What used to be a straightforward architectural tradeoff between performance and power has evolved into a much more diffuse and collaborative process. And it is only becoming more complex as chipmakers seek to leverage their designs across more products, many of which need to be customized for specific applications.
“The architecture is a world of instructions and memory system rules that sets out a contract between hardware and software to ensure working devices can be developed quickly,” said Peter Greenhalgh, director of technology and a fellow at ARM. “Within this architectural world, the micro-architectures are implementations that might be software-compatible but address anything from an automotive drivetrain to an enterprise server to automotive in-vehicle infotainment (IVI).”
In effect, this has become a customizable platform strategy. When ARM develops a processor core, it also builds micro-architectures for specific market needs based upon performance and power.

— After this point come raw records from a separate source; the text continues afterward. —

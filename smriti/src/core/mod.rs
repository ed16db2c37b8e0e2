//! Core types shared by every layer.
//!
//! All types follow the ROS REP-103 coordinate convention:
//! - **X-axis**: Forward
//! - **Y-axis**: Left
//! - **Theta**: Counter-clockwise rotation from +X axis (radians)
//!
//! - [`Pose2D`]: scan poses, feature poses and relative transforms
//! - [`RangeScan`]: raw beams handed to external detectors

mod math;
mod pose;
mod scan;

pub use math::{normalize_angle, sq};
pub use pose::Pose2D;
pub use scan::RangeScan;
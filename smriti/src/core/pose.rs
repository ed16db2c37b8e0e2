//! 2D pose type for scan and feature poses.
//!
//! Frames follow ROS REP-103: X forward, Y left, counter-clockwise positive
//! rotation.

use serde::{Deserialize, Serialize};

use super::math::{normalize_angle, sq};

/// A 2D pose: position in meters and heading in radians.
///
/// # Composition
///
/// ```
/// use smriti::core::Pose2D;
/// use std::f64::consts::FRAC_PI_2;
///
/// let robot = Pose2D::new(1.0, 0.0, FRAC_PI_2);
/// let ahead = Pose2D::new(1.0, 0.0, 0.0);
/// let world = robot.compose(ahead);
/// assert!((world.x - 1.0).abs() < 1e-9);
/// assert!((world.y - 1.0).abs() < 1e-9);
/// ```
#[derive(Clone, Copy, Debug, Default, PartialEq, Serialize, Deserialize)]
pub struct Pose2D {
    /// X position in meters.
    pub x: f64,
    /// Y position in meters.
    pub y: f64,
    /// Heading in radians, [-π, π).
    pub theta: f64,
}

impl Pose2D {
    /// Create a new pose. Theta is normalized to [-π, π).
    #[inline]
    pub fn new(x: f64, y: f64, theta: f64) -> Self {
        Self {
            x,
            y,
            theta: normalize_angle(theta),
        }
    }

    /// Identity pose (origin, facing +X).
    #[inline]
    pub const fn identity() -> Self {
        Self {
            x: 0.0,
            y: 0.0,
            theta: 0.0,
        }
    }

    /// Position as an (x, y) pair.
    #[inline]
    pub fn position(self) -> (f64, f64) {
        (self.x, self.y)
    }

    /// Transform a point from this pose's local frame to the parent frame.
    #[inline]
    pub fn transform_point(self, point: (f64, f64)) -> (f64, f64) {
        let (sin, cos) = self.theta.sin_cos();
        (
            self.x + point.0 * cos - point.1 * sin,
            self.y + point.0 * sin + point.1 * cos,
        )
    }

    /// Compose this pose with another: apply `other` in `self`'s frame.
    #[inline]
    pub fn compose(self, other: Pose2D) -> Self {
        let (x, y) = self.transform_point(other.position());
        Self::new(x, y, self.theta + other.theta)
    }

    /// Inverse transform.
    #[inline]
    pub fn inverse(self) -> Self {
        let (sin, cos) = self.theta.sin_cos();
        Self::new(
            -self.x * cos - self.y * sin,
            self.x * sin - self.y * cos,
            -self.theta,
        )
    }

    /// Express `other` in this pose's frame (inverse-compose, `self ⊖ other`).
    ///
    /// `self.compose(self.ominus(other)) ≈ other`
    #[inline]
    pub fn ominus(self, other: Pose2D) -> Self {
        self.inverse().compose(other)
    }

    /// Component-wise difference with the heading difference normalized.
    ///
    /// This is the deviation used when comparing an estimated pose against
    /// ground truth; it is not a relative transform.
    #[inline]
    pub fn difference(self, other: Pose2D) -> Self {
        Self::new(self.x - other.x, self.y - other.y, self.theta - other.theta)
    }

    /// Squared Euclidean norm of the position part.
    #[inline]
    pub fn squared_norm(self) -> f64 {
        sq(self.x) + sq(self.y)
    }

    /// Euclidean distance between positions.
    #[inline]
    pub fn distance(self, other: Pose2D) -> f64 {
        self.difference(other).squared_norm().sqrt()
    }
}
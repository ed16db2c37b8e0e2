//! Unified configuration loading for Smriti.
//!
//! Loads all configuration from a single YAML file with sensible defaults.
//!
//! ## Quick Start
//!
//! ```rust,ignore
//! use smriti::config::SmritiConfig;
//!
//! // Load from default path (configs/smriti.yaml)
//! let config = SmritiConfig::load_default()?;
//!
//! // Or use built-in defaults (no file needed)
//! let config = SmritiConfig::default();
//! ```
//!
//! ## Configuration Sections
//!
//! | Section | Description |
//! |---------|-------------|
//! | [`EvaluationConfig`](crate::evaluation::EvaluationConfig) | Local skip, neighbourhood, error tolerances |
//! | [`RansacConfig`](crate::matching::RansacConfig) | Matcher tunables |
//! | [`DescriptorSection`] | Histogram distance |
//! | [`OutputSection`] | Table and summary output |
//!
//! ## Example YAML
//!
//! ```yaml
//! evaluation:
//!   local_skip: 1
//!   neighborhood_size: 50
//!   linear_error_threshold: 0.5   # meters
//!   angular_error_threshold: 0.2  # radians
//!
//! matcher:
//!   acceptance_sigma: 0.1
//!   strategy: nearest             # or threshold
//!   seed: 42
//!
//! descriptor:
//!   distance: symchi2             # euclid, chi2, symchi2, batt, kld, jsd
//! ```

mod defaults;
mod descriptor;
mod output;
mod smriti;

pub use descriptor::DescriptorSection;
pub use output::OutputSection;
pub use smriti::SmritiConfig;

From there, ARM’s customers and partners modify it even further.
“The process is going to be entirely driven by what the end application is, and in particular, what the demanding parts of the end application are—and almost always in one of the platforms you recognize there’s a handful of things that are going to set the pace for what it is,” said Chris Rowen, Fellow and CTO of the IP Group at Cadence. “The architecture decision process tends to look like this—if you’re doing high performance computing, you have a set of computational benchmarks. If you have a mobile handset, you have a long checklist of capabilities that are driven by what the competition is doing. If you’re building a very new kind of platform for some new layer in networking, you have very concrete computational demands and very concrete I/O flows that have to be supported. If the purpose of the box is to transform a stream of data coming in at so many hundreds of gigabits per second in a stream going out, that immediately tells you something about what the fundamental bandwidth requirements, and probably what the fundamental computational requirements are.”

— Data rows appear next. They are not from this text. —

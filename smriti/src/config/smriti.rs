//! Main SmritiConfig.

use std::path::Path;

use serde::{Deserialize, Serialize};

use crate::error::Result;
use crate::evaluation::EvaluationConfig;
use crate::matching::RansacConfig;

use super::defaults;
use super::descriptor::DescriptorSection;
use super::output::OutputSection;

/// Full Smriti configuration loaded from YAML
#[derive(Clone, Debug, Serialize, Deserialize, Default)]
pub struct SmritiConfig {
    /// Evaluation pass settings
    #[serde(default)]
    pub evaluation: EvaluationConfig,

    /// RANSAC matcher settings
    #[serde(default)]
    pub matcher: RansacConfig,

    /// Descriptor settings
    #[serde(default)]
    pub descriptor: DescriptorSection,

    /// Output settings
    #[serde(default)]
    pub output: OutputSection,
}

impl SmritiConfig {
    /// Load configuration from a YAML file
    pub fn load(path: &Path) -> Result<Self> {
        let contents = std::fs::read_to_string(path)?;
        Self::from_yaml(&contents)
    }

    /// Load from default config path (configs/smriti.yaml)
    pub fn load_default() -> Result<Self> {
        let path = Path::new(defaults::config_path());
        if path.exists() {
            Self::load(path)
        } else {
            Ok(Self::default())
        }
    }

    /// Parse from YAML string
    pub fn from_yaml(yaml: &str) -> Result<Self> {
        Ok(serde_yaml::from_str(yaml)?)
    }

    /// Serialize to a YAML string
    pub fn to_yaml(&self) -> Result<String> {
        Ok(serde_yaml::to_string(self)?)
    }

    /// Log the effective configuration
    pub fn log_summary(&self) {
        let e = &self.evaluation;
        let m = &self.matcher;
        log::info!(
            "Evaluation: local_skip={}, neighborhood={}, lin_th={:.3}m, ang_th={:.3}rad, parallel={}",
            e.local_skip,
            e.neighborhood_size,
            e.linear_error_threshold,
            e.angular_error_threshold,
            e.parallel
        );
        log::info!(
            "Matcher: sigma={:.3}, success={:.2}, inlier={:.2}, threshold={:.3}, strategy={:?}, adaptive={}, seed={}",
            m.acceptance_sigma,
            m.success_probability,
            m.inlier_probability,
            m.matching_threshold,
            m.strategy,
            m.adaptive,
            m.seed
        );
        log::info!("Descriptor distance: {}", self.descriptor.distance);
    }
}

#[cfg(test)]
mod tests {
    use super::*;
    use crate::features::HistogramDistance;
    use crate::matching::CorrespondenceStrategy;

    #[test]
    fn test_default_config() {
        let config = SmritiConfig::default();
        assert_eq!(config.evaluation.local_skip, 1);
        assert_eq!(config.evaluation.neighborhood_size, 50);
        assert_eq!(config.matcher.seed, 42);
        assert_eq!(config.descriptor.distance, HistogramDistance::SymmetricChi2);
        assert!(config.output.write_tables);
    }

    #[test]
    fn test_yaml_roundtrip() {
        let config = SmritiConfig::default();
        let yaml = config.to_yaml().unwrap();
        let parsed = SmritiConfig::from_yaml(&yaml).unwrap();
        assert_eq!(parsed.matcher.max_iterations, config.matcher.max_iterations);
        assert_eq!(parsed.descriptor.distance, config.descriptor.distance);
    }

    #[test]
    fn test_partial_yaml() {
        let yaml = "evaluation:\n  local_skip: 5\nmatcher:\n  strategy: threshold\ndescriptor:\n  distance: jsd\n";
        let config = SmritiConfig::from_yaml(yaml).unwrap();

        assert_eq!(config.evaluation.local_skip, 5);
        assert_eq!(config.evaluation.neighborhood_size, 50);
        assert_eq!(config.matcher.strategy, CorrespondenceStrategy::Threshold);
        assert_eq!(config.descriptor.distance, HistogramDistance::JensenShannon);
    }

    #[test]
    fn test_invalid_yaml() {
        assert!(SmritiConfig::from_yaml("evaluation: [1, 2").is_err());
    }

    #[test]
    fn test_load_from_file() {
        let dir = tempfile::tempdir().unwrap();
        let path = dir.path().join("smriti.yaml");
        std::fs::write(&path, "evaluation:\n  neighborhood_size: 10\n").unwrap();

        let config = SmritiConfig::load(&path).unwrap();
        assert_eq!(config.evaluation.neighborhood_size, 10);
    }
}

Consider a vision-based system, for example. “I know how many cameras are coming in,” said Rowen. “I know roughly what kind of computation is going to be required because I may have decided this is a neural network-based system and my research shows I have this many trillions of operations per second, which are necessary to implement those algorithms. That’s going to be one of the central parts of the decision. How do I bring that amount of mandatory I/O and do that level of probable compute, plus some headroom because the compute requirements do always change and usually go up rather than down over the course of it? That will set some fundamental needs in terms of what kinds of processors, how many processors I’m putting in there.”
So for a smartphone there will likely be a GPU and a number of ARM cores of different sizes. “I may say my differentiating characteristic is this level of vision processing performance,” he noted. “I need this category of vision processing. That populates the mandatory I/O and the mandatory compute.”

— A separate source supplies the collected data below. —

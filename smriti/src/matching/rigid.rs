//! Closed-form 2D rigid alignment (Procrustes).

use crate::core::Pose2D;

/// Least-squares rigid transform mapping `source` points onto `target`.
///
/// Pairs are matched by index. Returns `None` for fewer than two pairs or
/// when the source points are coincident.
pub fn fit_rigid(source: &[(f64, f64)], target: &[(f64, f64)]) -> Option<Pose2D> {
    let n = source.len().min(target.len());
    if n < 2 {
        return None;
    }

    let inv_n = 1.0 / n as f64;
    let (mut sx, mut sy, mut tx, mut ty) = (0.0, 0.0, 0.0, 0.0);
    for (s, t) in source.iter().zip(target).take(n) {
        sx += s.0;
        sy += s.1;
        tx += t.0;
        ty += t.1;
    }
    let (sx, sy, tx, ty) = (sx * inv_n, sy * inv_n, tx * inv_n, ty * inv_n);

    // Cross-covariance terms of the centered sets
    let mut dot = 0.0;
    let mut cross = 0.0;
    let mut spread = 0.0;
    for (s, t) in source.iter().zip(target).take(n) {
        let (ax, ay) = (s.0 - sx, s.1 - sy);
        let (bx, by) = (t.0 - tx, t.1 - ty);
        dot += ax * bx + ay * by;
        cross += ax * by - ay * bx;
        spread += ax * ax + ay * ay;
    }

    if spread < 1e-12 {
        return None;
    }

    let theta = cross.atan2(dot);
    let (sin, cos) = theta.sin_cos();
    Some(Pose2D::new(
        tx - (cos * sx - sin * sy),
        ty - (sin * sx + cos * sy),
        theta,
    ))
}

#[cfg(test)]
mod tests {
    use super::*;
    use approx::assert_relative_eq;

    #[test]
    fn test_recovers_exact_transform() {
        let truth = Pose2D::new(0.5, -1.0, 0.7);
        let source = vec![(0.0, 0.0), (1.0, 0.0), (0.0, 2.0), (3.0, 1.0)];
        let target: Vec<_> = source.iter().map(|&p| truth.transform_point(p)).collect();

        let fit = fit_rigid(&source, &target).unwrap();

        assert_relative_eq!(fit.x, truth.x, epsilon = 1e-9);
        assert_relative_eq!(fit.y, truth.y, epsilon = 1e-9);
        assert_relative_eq!(fit.theta, truth.theta, epsilon = 1e-9);
    }

    #[test]
    fn test_degenerate_inputs() {
        assert!(fit_rigid(&[(1.0, 1.0)], &[(2.0, 2.0)]).is_none());
        assert!(fit_rigid(&[(1.0, 1.0), (1.0, 1.0)], &[(0.0, 0.0), (1.0, 0.0)]).is_none());
    }
}
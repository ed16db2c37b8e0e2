//! Evaluation inputs: scans with features and the neighbour table.
//!
//! | Type | Contents |
//! |------|----------|
//! | [`ScanStore`] | Per-scan world-frame features and ground-truth poses |
//! | [`NeighborTable`] | Ranked candidate scans for every query scan |
//! | [`Dataset`] | JSON file wrapper around a [`ScanStore`] |

mod format;
mod neighbors;
mod scan_store;

pub use format::{Dataset, ExtractionTime};
pub use neighbors::NeighborTable;
pub use scan_store::{ScanRecord, ScanStore};
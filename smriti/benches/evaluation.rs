//! Benchmark matching and evaluation performance.

use criterion::{BenchmarkId, Criterion, black_box, criterion_group, criterion_main};
use smriti::evaluation::{
    EvaluationConfig, EvaluationRun, EvaluationState, MatchEvaluator, PairwiseVerifier,
};
use smriti::features::{Descriptor, DescriptorKind, HistogramDistance, InterestPoint};
use smriti::matching::{FeatureSetMatcher, RansacFeatureSetMatcher};
use smriti::{NeighborTable, Pose2D, ScanRecord, ScanStore};

fn landmarks(n: usize) -> Vec<(f64, f64)> {
    (0..n)
        .map(|i| {
            // Deterministic scatter
            let x = (i as f64 * 0.7).sin() * 5.0 + i as f64 * 0.05;
            let y = (i as f64 * 1.3).cos() * 5.0;
            (x, y)
        })
        .collect()
}

fn features(points: &[(f64, f64)], bins: usize) -> Vec<InterestPoint> {
    points
        .iter()
        .enumerate()
        .map(|(i, &(x, y))| {
            let mut histogram = vec![0.01; bins];
            histogram[i % bins] = 1.0;
            let descriptor =
                Descriptor::new(DescriptorKind::BetaGrid, histogram, HistogramDistance::SymmetricChi2);
            InterestPoint::new(Pose2D::new(x, y, 0.0), 0.1, descriptor)
        })
        .collect()
}

/// A straight trajectory observing the same landmark field.
fn create_store(scans: usize, points: usize) -> ScanStore {
    let world = features(&landmarks(points), points);
    (0..scans)
        .map(|i| ScanRecord::new(Pose2D::new(i as f64 * 0.1, 0.0, 0.05 * i as f64), world.clone()))
        .collect()
}

fn create_table(scans: usize, k: usize) -> NeighborTable {
    NeighborTable::new(
        (0..scans)
            .map(|q| (1..=k).map(|d| (q + d) % scans).collect())
            .collect(),
    )
}

fn bench_ransac(c: &mut Criterion) {
    let mut group = c.benchmark_group("ransac");

    for n in [20, 50, 100].iter() {
        let reference = features(&landmarks(*n), *n);
        let truth = Pose2D::new(0.5, -0.3, 0.4);
        let query: Vec<_> = reference.iter().map(|p| p.in_frame(truth)).collect();
        let matcher = RansacFeatureSetMatcher::default();

        group.bench_with_input(BenchmarkId::from_parameter(n), n, |b, _| {
            b.iter(|| {
                let result = matcher.match_sets(black_box(&reference), black_box(&query));
                black_box(result)
            })
        });
    }

    group.finish();
}

fn bench_histogram_distance(c: &mut Criterion) {
    let mut group = c.benchmark_group("histogram_distance");

    let a: Vec<f64> = (0..64).map(|i| ((i as f64) * 0.3).sin().abs() + 0.01).collect();
    let b: Vec<f64> = (0..64).map(|i| ((i as f64) * 0.5).cos().abs() + 0.01).collect();

    for metric in HistogramDistance::ALL {
        group.bench_with_input(BenchmarkId::from_parameter(metric), &metric, |bench, m| {
            bench.iter(|| black_box(m.compute(black_box(&a), black_box(&b))))
        });
    }

    group.finish();
}

fn bench_evaluation_pass(c: &mut Criterion) {
    let mut group = c.benchmark_group("evaluation_pass");
    group.sample_size(10);

    for scans in [50, 200].iter() {
        let store = create_store(*scans, 30);
        let table = create_table(*scans, 10);

        for parallel in [false, true] {
            let id = BenchmarkId::new(if parallel { "parallel" } else { "sequential" }, scans);
            group.bench_with_input(id, scans, |b, _| {
                b.iter(|| {
                    let config = EvaluationConfig::default()
                        .with_neighborhood_size(10)
                        .with_parallel(parallel);
                    let verifier = PairwiseVerifier::new(RansacFeatureSetMatcher::default());
                    let evaluator = MatchEvaluator::new(&store, verifier, config);
                    let mut state = EvaluationState::new();
                    EvaluationRun::new(evaluator)
                        .execute(&table, &mut state)
                        .ok();
                    black_box(state)
                })
            });
        }
    }

    group.finish();
}

criterion_group!(
    benches,
    bench_ransac,
    bench_histogram_distance,
    bench_evaluation_pass
);
criterion_main!(benches);
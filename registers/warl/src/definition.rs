// Licensed under the Apache-2.0 license

//! Register definition input.
//!
//! A definition is an ordered list of registers. Each register carries an
//! optional layout per width profile; a layout is either a list of fields or
//! a single scalar field. Register order is significant: shadow targets must
//! appear before the registers that shadow them.
//!
//! ```toml
//! [[register]]
//! name = "mtvec"
//! address = 0x305
//! privilege = "machine"
//! reset_value = 0
//!
//! [[register.rv64.fields]]
//! name = "mode"
//! msb = 1
//! lsb = 0
//! warl = { legal = ["[1:0] in [0, 1]"], wr_illegal = ["unchanged"] }
//! ```

use crate::types::{Privilege, ShadowMode, Xlen};
use anyhow::{bail, Context};
use serde::{Deserialize, Serialize};
use std::path::Path;

#[derive(Clone, Debug, Default, PartialEq, Eq, Serialize, Deserialize)]
pub struct Definition {
    #[serde(rename = "register", default)]
    pub registers: Vec<RegisterDef>,
}

#[derive(Clone, Debug, PartialEq, Eq, Serialize, Deserialize)]
pub struct RegisterDef {
    pub name: String,
    pub address: u32,
    #[serde(alias = "priv_mode")]
    pub privilege: Privilege,
    #[serde(default, alias = "reset-val")]
    pub reset_value: u64,
    #[serde(default, skip_serializing_if = "Option::is_none")]
    pub rv32: Option<LayoutDef>,
    #[serde(default, skip_serializing_if = "Option::is_none")]
    pub rv64: Option<LayoutDef>,
}

impl RegisterDef {
    /// Layout for `xlen`, if the register exists and is accessible there.
    pub fn layout(&self, xlen: Xlen) -> Option<&LayoutDef> {
        let layout = match xlen {
            Xlen::Rv32 => self.rv32.as_ref(),
            Xlen::Rv64 => self.rv64.as_ref(),
        };
        layout.filter(|l| l.accessible)
    }
}

fn default_true() -> bool {
    true
}

#[derive(Clone, Debug, PartialEq, Eq, Serialize, Deserialize)]
pub struct LayoutDef {
    #[serde(default = "default_true")]
    pub accessible: bool,
    #[serde(default)]
    pub fields: Vec<FieldDef>,
    #[serde(default, skip_serializing_if = "Option::is_none")]
    pub scalar: Option<FieldDef>,
}

#[derive(Clone, Debug, Default, PartialEq, Eq, Serialize, Deserialize)]
pub struct WarlDef {
    /// `reg::field` or `reg` names that guards may refer to by their leaf.
    #[serde(default)]
    pub dependency_fields: Vec<String>,
    pub legal: Vec<String>,
    #[serde(default)]
    pub wr_illegal: Vec<String>,
}

#[derive(Clone, Debug, PartialEq, Eq, Serialize, Deserialize)]
pub struct FieldDef {
    #[serde(default)]
    pub name: String,
    pub msb: u32,
    pub lsb: u32,
    #[serde(default = "default_true")]
    pub implemented: bool,
    #[serde(default, skip_serializing_if = "Option::is_none")]
    pub warl: Option<WarlDef>,
    #[serde(default, skip_serializing_if = "Option::is_none")]
    pub ro_constant: Option<u64>,
    #[serde(default)]
    pub ro_variable: bool,
    /// `reg` or `reg.field`.
    #[serde(default, skip_serializing_if = "Option::is_none")]
    pub shadow: Option<String>,
    #[serde(default, skip_serializing_if = "Option::is_none")]
    pub shadow_type: Option<ShadowMode>,
}

impl FieldDef {
    /// A plain field covering `msb..=lsb`.
    pub fn new(name: &str, msb: u32, lsb: u32) -> Self {
        Self {
            name: name.to_string(),
            msb,
            lsb,
            implemented: true,
            warl: None,
            ro_constant: None,
            ro_variable: false,
            shadow: None,
            shadow_type: None,
        }
    }
}

impl Definition {
    pub fn from_toml_str(text: &str) -> anyhow::Result<Self> {
        toml::from_str(text).context("invalid TOML register definition")
    }

    pub fn from_json_str(text: &str) -> anyhow::Result<Self> {
        serde_json::from_str(text).context("invalid JSON register definition")
    }

    /// Loads a `.toml` or `.json` definition file.
    pub fn load(path: &Path) -> anyhow::Result<Self> {
        let text = std::fs::read_to_string(path)
            .with_context(|| format!("failed to read {}", path.display()))?;
        let definition = match path.extension().and_then(|e| e.to_str()) {
            Some("toml") => Self::from_toml_str(&text),
            Some("json") => Self::from_json_str(&text),
            _ => bail!("unsupported definition format: {}", path.display()),
        };
        definition.with_context(|| format!("failed to load {}", path.display()))
    }

    pub fn register(&self, name: &str) -> Option<&RegisterDef> {
        self.registers
            .iter()
            .find(|r| r.name.eq_ignore_ascii_case(name))
    }
}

From there, and specifically from the compute side, there is usually a complementary analysis of how much memory bandwidth needed, he explained. Then the fundamental plumbing of the chip is worked on— specifically the memory type, width, data rate, plus some of the other characteristics of the fundamental DDR interface.
“For many of these platforms, you’re really driven by performance, fundamentally because at the end of the day people go through the pain and expense of designing a new chip for a reason, and it’s usually because they want to accomplish something significantly harder than what they’ve done before,” Rowen said. “Often it is because they are pushing the envelope in terms of capability. The capability is fundamentally about what kind of data streams and how much compute I can do on it. A central part of the cost is actually associated with the memory system, so the memory system is a critical second step. The third step is wiring up all of the other incidental bits and pieces—I need this many USB ports, I need I2C, I have certain requirements for my audio interfaces. And I need to make sure I can talk to flash and other things, which may not be as centrally part of the performance makeup but which may be important to the cost and certainly important to fulfilling the overall checklist of requirements,” Rowen added.
Getting memory right
Part of the architecture and micro-architecture decision process includes a number of choices around the memory, stressed Nick Heaton, distinguished engineer at Cadence. “Very quickly the architects of these devices come to a point of decision about the fundamental DDR technology they’re going to use because that has a big cost implication on the product. Typically, they’re going to try and make a decision and it could be, in a mobile device, where you want to provide the right amount of performance at the right price point. You would want to put in the cheapest DDR you can get away with that does the job adequately. If you’re trying to build an ARM server where performance is everything, you’ll pick the highest-spec DDR that your budget will allow because that ultimately will determine the end benchmark metrics that you’re looking to hit.”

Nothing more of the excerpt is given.